As the conversation continued, I made the observation that if we aren't seeing the power of God all over our ministries, then I think we are doing it wrong. But that doesn't just mean seeing miracles either.

Around ten years ago while I was in college and trying to figure out what direction I would go in life, I started praying very specific prayer. I told God that I wanted to be in the thick of something impossible. I wanted to be living in a situation that was so beyond me that He would have to be radically present or I would not make it.

Maybe it's a touch of narcissism that makes me want the greatness and grandeur of living radically. Of wanting to see the miracles. Of desiring to be in a position that requires God to "show up." Or maybe I am just nuts. Because last night I had a good laugh at myself when I realized that God has done exactly what I asked - only in a way that I hadn't exactly meant.

Looking back on the last few years, I think it's not unreasonable to say, "I really shouldn't have been here." When we arrived in Peru, I was a mom of 3 under 2 in the middle of a major depressive episode. I was a complete and total wreck. Daily, I was pleading with God to just let me go home. It was too much, and I couldn't handle it. And daily, I felt the firm reply, "No. There's grace for today. Press on." It was only obedience that kept us in Peru much of the time.

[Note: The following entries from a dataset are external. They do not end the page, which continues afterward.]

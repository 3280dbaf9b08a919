//! Lowered tree
//!
//! The target of lowering: dispatch is explicit, property access goes through
//! accessors or fields, constructors carry their delegating call and the
//! instance-initializer marker. Declarations live in an [`IrArena`] and are
//! addressed by [`IrDeclId`]; expressions are owned trees.

pub mod dump;
pub mod tree;
pub mod types;
pub mod validation;

pub use tree::*;
pub use types::*;

use crate::tast::id_types::define_id_type;
use serde::Serialize;
use std::fmt;

define_id_type! {
    /// Lowered declaration in an [`IrArena`]
    IrDeclId
}

define_id_type! {
    /// Lowered loop, the target of lowered `break`/`continue`
    IrLoopId
}
#[test]
fn test_when_subject_variable_is_scoped_to_the_when() {
    let mut b = TastBuilder::new();
    let code = b.variable("code", TypeRef::int(), Some(b.int(1)));
    let branches = vec![TypedWhenBranch {
        condition: b.operator(OperatorKind::Equal, vec![b.read(&code), b.int(1)]),
        result: TypedBlock::new(vec![b.expr(b.read(&code))]),
        source_location: SourceLocation::unknown(),
    }];
    let after = b.read(&code);
    let when = TypedExpression::new(
        TypedExpressionKind::When {
            subject: None,
            subject_variable: Some(Box::new(code)),
            branches,
        },
        TypeRef::unit(),
    );
    let statements = vec![b.expr(when), b.expr(after)];
    let check = function_with(&mut b, "check", statements);
    let file = b.file("when_val.kt", vec![TypedDeclaration::Function(check)]);

    let lowered = lower(vec![file]);
    // only the read after the `when` fails to resolve
    assert_eq!(lowered.diagnostics.len(), 1);
    assert_eq!(lowered.diagnostics[0].kind, IrErrorKind::UnresolvedReference);
    assert!(lowered.diagnostics[0].message.contains("code"));

    let arena = &lowered.arena;
    let check = function_named(arena, "check");
    let statements = body(arena, check);
    let block = block_statements(expression(&statements[0]));
    let variable = declaration(&block[0]);
    assert_eq!(arena.get(variable).unwrap().parent, Some(check));
    match &expression(&block[1]).kind {
        IrExprKind::When { branches } => {
            let result = block_statements(&branches[0].result);
            assert!(matches!(
                expression(&result[0]).kind,
                IrExprKind::GetValue { value } if value == variable
            ));
        }
        other => panic!("expected a when, got {:?}", other),
    }
    assert!(expression(&statements[1]).is_error());
}

#[test]
fn test_when_without_subject_keeps_else_with_result() {
    let mut b = TastBuilder::new();
    let branches = vec![
        TypedWhenBranch {
            condition: b.boolean(false),
            result: TypedBlock::new(vec![b.expr(b.int(1))]),
            source_location: SourceLocation::unknown(),
        },
        TypedWhenBranch {
            condition: TypedExpression::new(TypedExpressionKind::Else, TypeRef::boolean()),
            result: TypedBlock::new(vec![b.expr(b.int(2))]),
            source_location: SourceLocation::unknown(),
        },
    ];
    let when = TypedExpression::new(
        TypedExpressionKind::When {
            subject: None,
            subject_variable: None,
            branches,
        },
        TypeRef::int(),
    );
    let statements = vec![b.expr(when)];
    let pick = function_with(&mut b, "pick", statements);
    let file = b.file("pick.kt", vec![TypedDeclaration::Function(pick)]);

    let lowered = lower(vec![file]);
    let arena = &lowered.arena;
    match &expression(&body(arena, function_named(arena, "pick"))[0]).kind {
        IrExprKind::When { branches } => {
            assert_eq!(branches.len(), 2);
            assert!(matches!(
                branches[1].condition.kind,
                IrExprKind::Const(ConstantValue::Boolean(true))
            ));
        }
        other => panic!("expected a bare when, got {:?}", other),
    }
}

#[test]
fn test_catch_parameter_is_scoped_to_its_handler() {
    let mut b = TastBuilder::new();
    let error = b.variable("e", TypeRef::any(), None);
    let catch = TypedCatch {
        body: TypedBlock::new(vec![b.expr(b.read(&error))]),
        parameter: error.clone(),
        source_location: SourceLocation::unknown(),
    };
    let try_expr = TypedExpression::new(
        TypedExpressionKind::Try {
            body: TypedBlock::new(vec![b.expr(b.int(1))]),
            catches: vec![catch],
            finally: Some(TypedBlock::new(vec![b.expr(b.int(2))])),
        },
        TypeRef::int(),
    );
    // reading `e` after the try is out of scope
    let after = b.read(&error);
    let statements = vec![b.expr(try_expr), b.expr(after)];
    let guarded = function_with(&mut b, "guarded", statements);
    let file = b.file("try.kt", vec![TypedDeclaration::Function(guarded)]);

    let lowered = lower(vec![file]);
    let arena = &lowered.arena;
    let guarded = function_named(arena, "guarded");
    let statements = body(arena, guarded);

    match &expression(&statements[0]).kind {
        IrExprKind::Try {
            catches, finally, ..
        } => {
            assert_eq!(catches.len(), 1);
            let parameter = catches[0].parameter;
            assert_eq!(
                arena.get(parameter).unwrap().origin,
                IrDeclarationOrigin::CatchParameter
            );
            assert_eq!(arena.get(parameter).unwrap().parent, Some(guarded));
            let handler = block_statements(&catches[0].handler);
            assert!(matches!(
                expression(&handler[0]).kind,
                IrExprKind::GetValue { value } if value == parameter
            ));
            assert_eq!(finally.as_ref().unwrap().ty, IrType::unit());
        }
        other => panic!("expected a try, got {:?}", other),
    }

    assert!(expression(&statements[1]).is_error());
    assert_eq!(lowered.diagnostics.len(), 1);
    assert_eq!(lowered.diagnostics[0].kind, IrErrorKind::UnresolvedReference);
}

#[test]
fn test_throw_is_typed_nothing() {
    let mut b = TastBuilder::new();
    let throw = TypedExpression::new(
        TypedExpressionKind::Throw {
            exception: Box::new(b.string("boom")),
        },
        TypeRef::nothing(),
    );
    let statements = vec![b.expr(throw)];
    let fail = function_with(&mut b, "fail", statements);
    let file = b.file("throw.kt", vec![TypedDeclaration::Function(fail)]);

    let lowered = lower(vec![file]);
    let arena = &lowered.arena;
    let thrown = expression(&body(arena, function_named(arena, "fail"))[0]);
    assert!(matches!(thrown.kind, IrExprKind::Throw { .. }));
    assert_eq!(thrown.ty, IrType::nothing());
}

And now I realize that was exactly what I had asked for, sort of. To live in desperate and daily need of God. To be fully convinced that without His very real hand on me, it just wouldn't work. I just expected that it would be around me, not in me.

Now, I feel like I am going through a transitional phase. The kids are older, the village is no longer terrifying, and I am emotionally and psychologically stable. While maybe my need for God is not going to look the same (maybe I can actually get out of bed and function without divine intervention), I think the whole experience has whetted my desire not to live in safety and ease. As we are slowly transitioning from language/cultural studies into actual teaching and ministry, I want to remain at God's mercy. I want o be completely confident that I cannot do it on my own, and if I am, then I am doing it wrong. I want to be like Peter. I want to be one who steps away from the safety of the boat to start walking on something that I have no business being on. To have to have my eyes fixed on Jesus lest I sink and perish for daring to try to accomplish anything on my own.

As I continued to reflect on this whole concept, I remembered this amazing message that I heard ten years ago and, funny enough, I had brought the CD with me to the village. I popped it in this morning and was struck again by this part: "You cannot find security in what God is doing because He commits you to the impossible; He asks you to see the invisible; He calls you to do the outrageous. There is no security in that place. There is no security in what God is doing. There is only security in who God is."

It's so true. There is nothing comforting in what God is doing. It's always unexpected and always beyond our ability to understand. But His character never changes. He is always faithful and kind; He is always good and patient, full of mercy and compassion. His character is where I have to rest. Though I have no idea what He is going to do in a given day, week, or month, I am absolutely certain that He is trustworthy. And really, if He is all that, living on the edge is not such a scary place to be.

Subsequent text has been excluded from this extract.